[[ RAW DATA open ]]

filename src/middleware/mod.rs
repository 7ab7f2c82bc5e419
pub mod auth;
pub mod request_logger;
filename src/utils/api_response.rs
use axum::http::StatusCode;
use axum::response::IntoResponse;
use axum::Json;
use chrono::Utc;
use serde::{Deserialize, Serialize};

/// JSON envelope for every response outside GraphQL execution: health probes
/// and requests the bearer middleware rejects before the schema runs. GraphQL
/// errors travel in the GraphQL response instead.
#[derive(Debug, Serialize, Deserialize)]
pub struct ApiResponse<T> {
    pub success: bool,
    pub status_code: u16,
    pub message: String,
    pub timestamp: String,
    #[serde(skip_serializing_if = "Option::is_none")]
    pub data: Option<T>,
    #[serde(skip_serializing_if = "Option::is_none")]
    pub errors: Option<serde_json::Value>,
}

impl<T: Serialize> IntoResponse for ApiResponse<T> {
    fn into_response(self) -> axum::response::Response {
        let status =
            StatusCode::from_u16(self.status_code).unwrap_or(StatusCode::INTERNAL_SERVER_ERROR);
        (status, Json(self)).into_response()
    }
}

impl<T: Serialize> ApiResponse<T> {
    /// Health probe answer; `data` is `()` for the current probes.
    pub fn success(status: StatusCode, message: impl Into<String>, data: T) -> Self {
        ApiResponse {
            success: true,
            status_code: status.as_u16(),
            message: message.into(),
            timestamp: Utc::now().to_rfc3339(),
            data: Some(data),
            errors: None,
        }
    }

    /// Rejection body. `status` becomes the HTTP status, so a 401 or 503 here is what the client sees.
    pub fn error(
        status: StatusCode,
        message: impl Into<String>,
        errors: Option<serde_json::Value>,
    ) -> Self {
        ApiResponse {
            success: false,
            status_code: status.as_u16(),
            message: message.into(),
            timestamp: Utc::now().to_rfc3339(),
            data: None,
            errors,
        }
    }
}
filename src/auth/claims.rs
use std::collections::HashMap;

use serde::Deserialize;
use serde_json::{Map, Value};

use super::roles::RoleSet;
use super::AuthError;

/// Claim carrying the caller's login name.
pub const PREFERRED_USERNAME: &str = "preferred_username";

/// Claims of a token whose signature, expiry and issuer were already checked.
#[derive(Clone, Debug, Default, PartialEq)]
pub struct VerifiedToken {
    claims: Map<String, Value>,
}

impl VerifiedToken {
    pub fn new(claims: Map<String, Value>) -> Self {
        Self { claims }
    }

    pub fn claims(&self) -> &Map<String, Value> {
        &self.claims
    }

    pub fn claim(&self, name: &str) -> Option<&Value> {
        self.claims.get(name)
    }

    /// A claim rendered as a string. Strings come back as-is, other scalars
    /// are formatted, and `null`, objects and arrays give `None`.
    pub fn claim_as_string(&self, name: &str) -> Option<String> {
        match self.claim(name)? {
            Value::String(s) => Some(s.clone()),
            Value::Number(n) => Some(n.to_string()),
            Value::Bool(b) => Some(b.to_string()),
            Value::Null | Value::Array(_) | Value::Object(_) => None,
        }
    }

    pub fn principal_username(&self) -> Option<String> {
        self.claim_as_string(PREFERRED_USERNAME)
    }
}

/// `{ "resource_access": { "<client>": ... } }`. Entries stay raw so that
/// other clients' shapes never affect extraction.
#[derive(Deserialize)]
struct ResourceAccessClaims {
    resource_access: HashMap<String, Value>,
}

/// `{ "roles": ["ADMIN", ...] }`
#[derive(Deserialize)]
struct ClientAccess {
    roles: Vec<String>,
}

/// Derives `ROLE_`-prefixed authorities from `resource_access.<client_id>.roles`.
///
/// Fails with [`AuthError::MalformedClaims`] when any step of that path is
/// missing or has the wrong shape. A token without the path is a realm
/// configuration problem and is never read as "no roles".
pub fn extract_roles(token: &VerifiedToken, client_id: &str) -> Result<RoleSet, AuthError> {
    let malformed = |reason: String| AuthError::MalformedClaims {
        client: client_id.to_string(),
        reason,
    };

    let claims = Value::Object(token.claims().clone());
    let ResourceAccessClaims { mut resource_access } =
        ResourceAccessClaims::deserialize(&claims).map_err(|e| malformed(e.to_string()))?;

    let client = resource_access
        .remove(client_id)
        .ok_or_else(|| malformed(format!("no entry for client {client_id}")))?;

    let ClientAccess { roles } =
        serde_json::from_value(client).map_err(|e| malformed(e.to_string()))?;

    Ok(roles.into_iter().collect())
}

[[ RAW DATA closed ]]

### WORK TASK
What are the lines, exactly as written above, from the line with "use std::collections::HashMap;" to the line with "path is a realm", both included? Output only those.

### RESPONSE
use std::collections::HashMap;

use serde::Deserialize;
use serde_json::{Map, Value};

use super::roles::RoleSet;
use super::AuthError;

/// Claim carrying the caller's login name.
pub const PREFERRED_USERNAME: &str = "preferred_username";

/// Claims of a token whose signature, expiry and issuer were already checked.
#[derive(Clone, Debug, Default, PartialEq)]
pub struct VerifiedToken {
    claims: Map<String, Value>,
}

impl VerifiedToken {
    pub fn new(claims: Map<String, Value>) -> Self {
        Self { claims }
    }

    pub fn claims(&self) -> &Map<String, Value> {
        &self.claims
    }

    pub fn claim(&self, name: &str) -> Option<&Value> {
        self.claims.get(name)
    }

    /// A claim rendered as a string. Strings come back as-is, other scalars
    /// are formatted, and `null`, objects and arrays give `None`.
    pub fn claim_as_string(&self, name: &str) -> Option<String> {
        match self.claim(name)? {
            Value::String(s) => Some(s.clone()),
            Value::Number(n) => Some(n.to_string()),
            Value::Bool(b) => Some(b.to_string()),
            Value::Null | Value::Array(_) | Value::Object(_) => None,
        }
    }

    pub fn principal_username(&self) -> Option<String> {
        self.claim_as_string(PREFERRED_USERNAME)
    }
}

/// `{ "resource_access": { "<client>": ... } }`. Entries stay raw so that
/// other clients' shapes never affect extraction.
#[derive(Deserialize)]
struct ResourceAccessClaims {
    resource_access: HashMap<String, Value>,
}

/// `{ "roles": ["ADMIN", ...] }`
#[derive(Deserialize)]
struct ClientAccess {
    roles: Vec<String>,
}

/// Derives `ROLE_`-prefixed authorities from `resource_access.<client_id>.roles`.
///
/// Fails with [`AuthError::MalformedClaims`] when any step of that path is
/// missing or has the wrong shape. A token without the path is a realm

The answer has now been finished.